Sethi, A. J.; Guarnacci, M.; Bilal, M.; Krishnan, K. S.; Hayashi, A.; Kanchi, M.; Nojima, T.; Preiss, T.; Eyras, E.; Hayashi, R.

mRNA synthesis requires extensive pre-mRNA maturation, the organisation of which remains unclear. Here, we directly sequence pre-mRNA without metabolic labelling or amplification to resolve transcription and multimodal pre-mRNA processing at single-molecule resolution. Using poly(A) tail measurement, we distinguish transcriptionally engaged pre-mRNA from polyadenylated transcripts, revealing that splicing is substantially delayed compared to previous estimates.
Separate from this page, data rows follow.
use std::{fmt::Display, io, path::Path};

use thiserror::Error;
use tracing::error;

/// Report an error with tracing
pub fn report_error(res: &Result<(), impl Display>, context: &str) {
	if let Err(e) = res {
		error!("{context}: {e:#}");
	}
}

/// I/O failure on a snapshot or config file, tagged with the operation and path
#[derive(Error, Debug)]
#[error("{context}: {source}; path: '{}'", .path.display())]
pub struct FileIOError {
	pub context: &'static str,
	pub path: Box<Path>,
	#[source]
	pub source: io::Error,
}

impl FileIOError {
	pub fn new(context: &'static str, path: impl AsRef<Path>) -> impl FnOnce(io::Error) -> Self {
		let path = path.as_ref().into();
		move |source| Self {
			context,
			path,
			source,
		}
	}

	pub fn is_not_found(&self) -> bool {
		self.source.kind() == io::ErrorKind::NotFound
	}
}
Splicing is rare for at least 10 kb behind elongating RNA polymerase II such that thousands of genes remain largely unspliced during transcription, revising the notion that splicing is predominantly co-transcriptional. Progressive splicing becomes apparent only on polyadenylated transcripts, suggesting that splicing is commonly activated after 3\' end formation. Unexpectedly, we find abundant m6A on unspliced pre-mRNA, indicating that a substantial portion of RNA methylation precedes splicing. This m6A methylation is suppressed around exon boundaries, indicating that m6A topology is established prior to exon junction complex deposition. Finally, we demonstrate that 3\' end cleavage occurs multiple kilobases behind transcription in coordination with efficient transcription termination, and further highlight recursive 3\' end formation across hundreds of genes. Conserved from human cells to mouse tissues, we illustrate a revised timeline for mRNA synthesis wherein cleavage, termination, and m6A deposition occur earlier than, or at least partially decoupled from, the bulk of splicing, reframing the sequence of early mammalian gene expression.